Слово найдено, удачное иностранное слово патриот, по смыслу самое общее, и даже не слово — символ, но какое понятное.
А кому не понятно — тот не чует русского национального чувства.
Русская идея
Русская идея стала всеобщей страшилкой для слабонервного европейца. Пугало, которым легко стращать разрезвившегося обывателя, благо еще с XVI в. в Европе переписывают басни о русских, сочиненные послом австрийского «цесаря» Герберштейном.

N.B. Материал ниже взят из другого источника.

//! Table-scoped access to the relational store.
//!
//! Everything above this module talks to the store through
//! [`RemoteGateway`], which only knows tables, equality filters and JSON
//! rows. Column names are checked against [`Table::columns`] before any
//! query is built, so callers cannot smuggle arbitrary SQL through a filter.

pub mod memory;
pub mod sql;

use std::fmt;

use async_trait::async_trait;
use chrono::Utc;
use serde::{de::DeserializeOwned, Serialize};
use serde_json::{Map, Value};
use thiserror::Error;
use uuid::Uuid;

pub use memory::MemoryGateway;
pub use sql::SqlGateway;

pub type Row = Map<String, Value>;

#[derive(Debug, Error)]
pub enum GatewayError {
    #[error("constraint violated on {table}: {message}")]
    Constraint { table: Table, message: String },
    #[error("unknown column {column} on {table}")]
    UnknownColumn { table: Table, column: String },
    #[error("no row in {table} matched the filter")]
    NotFound { table: Table },
    #[error("{operation} on {table} rejected by the store")]
    Rejected { table: Table, operation: Operation },
    #[error(transparent)]
    Database(#[from] sqlx::Error),
    #[error("row decode failed: {0}")]
    Decode(#[from] serde_json::Error),
}

#[derive(Debug, Clone, Copy, PartialEq, Eq, Hash)]
pub enum Operation {
    Select,
    Insert,
    Update,
    Delete,
}

impl fmt::Display for Operation {
    fn fmt(&self, f: &mut fmt::Formatter<'_>) -> fmt::Result {
        let name = match self {
            Operation::Select => "select",
            Operation::Insert => "insert",
            Operation::Update => "update",
            Operation::Delete => "delete",
        };
        f.write_str(name)
    }
}

#[derive(Debug, Clone, Copy, PartialEq, Eq)]
pub enum ColumnKind {
    Text,
    Integer,
    Bool,
}

impl fmt::Display for ColumnKind {
    fn fmt(&self, f: &mut fmt::Formatter<'_>) -> fmt::Result {
        f.write_str(match self {
            ColumnKind::Text => "text",
            ColumnKind::Integer => "integer",
            ColumnKind::Bool => "boolean",
        })
    }
}

#[derive(Debug, Clone, Copy)]
pub struct Column {
    pub name: &'static str,
    pub kind: ColumnKind,
    pub required: bool,
}

impl Column {
    /// Whether `value` can be stored in this column as is.
    pub fn accepts(&self, value: &Value) -> bool {
        match (self.kind, value) {
            (_, Value::Null) => !self.required,
            (ColumnKind::Text, Value::String(_)) => true,
            (ColumnKind::Integer, value) => value.is_i64(),
            (ColumnKind::Bool, Value::Bool(_)) => true,
            _ => false,
        }
    }
}

const fn text(name: &'static str) -> Column {
    Column {
        name,
        kind: ColumnKind::Text,
        required: true,
    }
}

const fn optional(name: &'static str) -> Column {
    Column {
        name,
        kind: ColumnKind::Text,
        required: false,
    }
}

const TRIP_COLUMNS: &[Column] = &[
    text("id"),
    text("data_inicio"),
    text("data_fim"),
    optional("guia_turistico_id"),
    optional("imagem"),
    optional("criado_em"),
];

const PARTICIPANT_COLUMNS: &[Column] = &[
    text("id"),
    text("nome"),
    text("email"),
    Column {
        name: "pago",
        kind: ColumnKind::Bool,
        required: false,
    },
    optional("avatar"),
    optional("criado_em"),
];

const CITY_COLUMNS: &[Column] = &[text("id"), text("nome"), text("estado"), optional("criado_em")];

const ATTRACTION_COLUMNS: &[Column] = &[
    text("id"),
    text("nome"),
    optional("descricao"),
    optional("cidade_id"),
    optional("criado_em"),
];

const GUIDE_COLUMNS: &[Column] = &[
    text("id"),
    text("nome"),
    text("email"),
    optional("contratado_em"),
    optional("avatar"),
    optional("criado_em"),
];

const TRIP_PARTICIPANT_COLUMNS: &[Column] = &[text("viagem_id"), text("participante_id")];

const TRIP_CITY_COLUMNS: &[Column] = &[text("viagem_id"), text("cidade_id")];

const ITINERARY_COLUMNS: &[Column] = &[
    text("viagem_id"),
    text("ponto_turistico_id"),
    Column {
        name: "ordem",
        kind: ColumnKind::Integer,
        required: true,
    },
];

#[derive(Debug, Clone, Copy, PartialEq, Eq, Hash, PartialOrd, Ord)]
pub enum Table {
    Trip,
    Participant,
    City,
    Attraction,
    Guide,
    TripParticipant,
    TripCity,
    Itinerary,
}

impl Table {
    pub fn as_str(&self) -> &'static str {
        match self {
            Table::Trip => "viagem",
            Table::Participant => "participante",
            Table::City => "cidade",
            Table::Attraction => "ponto_turistico",
            Table::Guide => "guia_turistico",
            Table::TripParticipant => "viagem_participante",
            Table::TripCity => "viagem_cidade",
            Table::Itinerary => "roteiro",
        }
    }

    pub fn columns(&self) -> &'static [Column] {
        match self {
            Table::Trip => TRIP_COLUMNS,
            Table::Participant => PARTICIPANT_COLUMNS,
            Table::City => CITY_COLUMNS,
            Table::Attraction => ATTRACTION_COLUMNS,
            Table::Guide => GUIDE_COLUMNS,
            Table::TripParticipant => TRIP_PARTICIPANT_COLUMNS,
            Table::TripCity => TRIP_CITY_COLUMNS,
            Table::Itinerary => ITINERARY_COLUMNS,
        }
    }

    /// Columns that together identify a row.
    pub fn key_columns(&self) -> &'static [&'static str] {
        match self {
            Table::TripParticipant => &["viagem_id", "participante_id"],
            Table::TripCity => &["viagem_id", "cidade_id"],
            Table::Itinerary => &["viagem_id", "ponto_turistico_id"],
            _ => &["id"],
        }
    }

    pub fn has_generated_id(&self) -> bool {
        self.key_columns() == ["id"]
    }

    /// Columns only the store writes: `criado_em` and a generated `id`.
    pub fn is_generated(&self, name: &str) -> bool {
        name == "criado_em" || (name == "id" && self.has_generated_id())
    }

    pub fn column(&self, name: &str) -> Result<&'static Column, GatewayError> {
        self.columns()
            .iter()
            .find(|column| column.name == name)
            .ok_or_else(|| GatewayError::UnknownColumn {
                table: *self,
                column: name.to_string(),
            })
    }

    /// Validates a row about to be inserted and fills in the values the
    /// store generates itself (`id`, `criado_em`).
    pub fn prepare_insert(&self, mut row: Row) -> Result<Row, GatewayError> {
        for name in row.keys() {
            self.column(name)?;
        }
        if self.has_generated_id() && !matches!(row.get("id"), Some(Value::String(_))) {
            row.insert("id".into(), Value::String(Uuid::new_v4().to_string()));
        }
        if self.column("criado_em").is_ok() && row.get("criado_em").map_or(true, Value::is_null) {
            row.insert("criado_em".into(), Value::String(Utc::now().to_rfc3339()));
        }
        for column in self.columns() {
            let value = row.entry(column.name).or_insert(Value::Null);
            if value.is_null() && column.kind == ColumnKind::Bool {
                *value = Value::Bool(false);
            }
            self.check_value(column, value)?;
        }
        Ok(row)
    }

    /// Validates an update. Generated columns cannot be patched.
    pub fn check_patch(&self, patch: &Row) -> Result<(), GatewayError> {
        for (name, value) in patch {
            let column = self.column(name)?;
            if self.is_generated(name) {
                return Err(GatewayError::Constraint {
                    table: *self,
                    message: format!("{name} is set by the store"),
                });
            }
            self.check_value(column, value)?;
        }
        Ok(())
    }

    fn check_value(&self, column: &Column, value: &Value) -> Result<(), GatewayError> {
        if column.accepts(value) {
            return Ok(());
        }
        let message = if value.is_null() {
            format!("{} must not be null", column.name)
        } else {
            format!("{} expects {}, got {value}", column.name, column.kind)
        };
        Err(GatewayError::Constraint {
            table: *self,
            message,
        })
    }
}

impl fmt::Display for Table {
    fn fmt(&self, f: &mut fmt::Formatter<'_>) -> fmt::Result {
        f.write_str(self.as_str())
    }
}

#[derive(Debug, Clone, Copy, PartialEq, Eq)]
pub enum Direction {
    Ascending,
    Descending,
}

/// Equality predicates joined with AND, plus an optional ordering.
#[derive(Debug, Clone, Default)]
pub struct Filter {
    conditions: Vec<(String, Value)>,
    order: Option<(String, Direction)>,
}

impl Filter {
    pub fn new() -> Self {
        Self::default()
    }

    pub fn eq(mut self, column: impl Into<String>, value: impl Into<Value>) -> Self {
        self.conditions.push((column.into(), value.into()));
        self
    }

    pub fn order_by(mut self, column: impl Into<String>, direction: Direction) -> Self {
        self.order = Some((column.into(), direction));
        self
    }

    pub fn conditions(&self) -> &[(String, Value)] {
        &self.conditions
    }

    pub fn order(&self) -> Option<(&str, Direction)> {
        self.order
            .as_ref()
            .map(|(column, direction)| (column.as_str(), *direction))
    }

    pub fn is_empty(&self) -> bool {
        self.conditions.is_empty()
    }

    pub fn matches(&self, row: &Row) -> bool {
        self.conditions
            .iter()
            .all(|(column, value)| row.get(column).unwrap_or(&Value::Null) == value)
    }

    pub fn validate(&self, table: Table) -> Result<(), GatewayError> {
        for (column, _) in &self.conditions {
            table.column(column)?;
        }
        if let Some((column, _)) = &self.order {
            table.column(column)?;
        }
        Ok(())
    }
}

#[async_trait]
pub trait RemoteGateway: Send + Sync {
    async fn select(&self, table: Table, filter: &Filter) -> Result<Vec<Row>, GatewayError>;

    /// Inserts every row or none of them.
    async fn insert(&self, table: Table, rows: Vec<Row>) -> Result<Vec<Row>, GatewayError>;

    async fn update(&self, table: Table, patch: Row, filter: &Filter) -> Result<Row, GatewayError>;

    /// Deleting rows that do not exist is not an error.
    async fn delete(&self, table: Table, filter: &Filter) -> Result<(), GatewayError>;
}

pub fn decode<T: DeserializeOwned>(row: Row) -> Result<T, GatewayError> {
    Ok(serde_json::from_value(Value::Object(row))?)
}

pub fn decode_all<T: DeserializeOwned>(rows: Vec<Row>) -> Result<Vec<T>, GatewayError> {
    rows.into_iter().map(decode).collect()
}

pub fn encode<T: Serialize>(value: &T) -> Result<Row, GatewayError> {
    match serde_json::to_value(value)? {
        Value::Object(row) => Ok(row),
        other => Err(GatewayError::Decode(serde::de::Error::custom(format!(
            "expected an object, got {other}"
        )))),
    }
}

#[cfg(test)]
mod tests {
    use serde_json::json;

    use super::*;

    fn row(value: Value) -> Row {
        match value {
            Value::Object(map) => map,
            _ => unreachable!(),
        }
    }

    #[test]
    fn prepare_insert_generates_id_and_timestamp() {
        let prepared = Table::City
            .prepare_insert(row(json!({ "nome": "Ouro Preto", "estado": "MG" })))
            .expect("valid row");
        assert!(prepared["id"].as_str().is_some_and(|id| !id.is_empty()));
        assert!(prepared["criado_em"].is_string());
    }

    #[test]
    fn prepare_insert_rejects_unknown_and_missing_columns() {
        let unknown =
            Table::City.prepare_insert(row(json!({ "nome": "x", "estado": "y", "pais": "BR" })));
        assert!(matches!(unknown, Err(GatewayError::UnknownColumn { .. })));

        let missing = Table::City.prepare_insert(row(json!({ "nome": "x" })));
        assert!(matches!(missing, Err(GatewayError::Constraint { .. })));
    }

    #[test]
    fn prepare_insert_defaults_flags_to_false() {
        let prepared = Table::Participant
            .prepare_insert(row(json!({ "nome": "Ana", "email": "ana@example.com" })))
            .expect("valid row");
        assert_eq!(prepared["pago"], Value::Bool(false));
        assert_eq!(prepared["avatar"], Value::Null);
    }

    #[test]
    fn patch_values_must_match_column_kinds() {
        let mistyped = Table::City.check_patch(&row(json!({ "nome": 5 })));
        assert!(matches!(mistyped, Err(GatewayError::Constraint { .. })));

        let flag = Table::Participant.check_patch(&row(json!({ "pago": "sim" })));
        assert!(matches!(flag, Err(GatewayError::Constraint { .. })));

        let order = Table::Itinerary.check_patch(&row(json!({ "ordem": 2.5 })));
        assert!(matches!(order, Err(GatewayError::Constraint { .. })));

        let cleared = Table::Attraction.check_patch(&row(json!({ "descricao": null })));
        assert!(cleared.is_ok());
        assert!(Table::City.check_patch(&row(json!({ "estado": "SC" }))).is_ok());
    }

    #[test]
    fn generated_columns_cannot_be_patched() {
        let stamp = Table::City.check_patch(&row(json!({ "criado_em": "yesterday" })));
        assert!(matches!(stamp, Err(GatewayError::Constraint { .. })));

        let id = Table::Guide.check_patch(&row(json!({ "id": "other" })));
        assert!(matches!(id, Err(GatewayError::Constraint { .. })));
    }

    #[test]
    fn insert_rejects_mistyped_values() {
        let prepared = Table::Itinerary.prepare_insert(row(json!({
            "viagem_id": "t1",
            "ponto_turistico_id": "a1",
            "ordem": "first",
        })));
        assert!(matches!(prepared, Err(GatewayError::Constraint { .. })));
    }

    #[test]
    fn join_tables_keep_caller_keys() {
        let prepared = Table::TripCity
            .prepare_insert(row(json!({ "viagem_id": "t", "cidade_id": "c" })))
            .expect("valid row");
        assert!(!prepared.contains_key("id"));
        assert_eq!(prepared.len(), 2);
    }

    #[test]
    fn filter_matches_all_conditions() {
        let filter = Filter::new().eq("viagem_id", "t1").eq("cidade_id", "c1");
        assert!(filter.matches(&row(json!({ "viagem_id": "t1", "cidade_id": "c1" }))));
        assert!(!filter.matches(&row(json!({ "viagem_id": "t1", "cidade_id": "c2" }))));
        assert!(filter.validate(Table::TripCity).is_ok());
        assert!(filter.validate(Table::TripParticipant).is_err());
    }
}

Термин русская идея приписывают Владимиру Соловьеву — это христианская идея вселенской связи людей в теократии. М. В. Ильин верно уточняет происхождение термина как «болезненность заимствования» — звучит не по-русски, напоминает некоторые немецкие выражения, некая гегельянская «вечно движущаяся из самой себя идея» [Ильин 1997: 363 и след.]. Для Достоевского это синтез идеи и ума — народное начало: «Характер нашей будущей деятельности должен быть в высшей степени общечеловеческий», так что «русская идея, может быть, будет синтезом всех тех идей, которые с таким упорством, с таким мужеством развивает Европа в отдельных своих национальностях» и, «может быть, всё враждебное в этих идеях найдет свое примирение и дальнейшее развитие в русской народности». Ничего враждебного другим народом такая русская идея не несет; обычная претензия развивающегося с некоторым запозданием народа на синтез тех достижений, которые уже сформулированы народами, клонящимися к упадку. Никто не станет отрицать, что в течение последнего столетия народы мира учились на ошибках тех цивилизационных прорывов в будущее, которые осуществляла как раз Россия.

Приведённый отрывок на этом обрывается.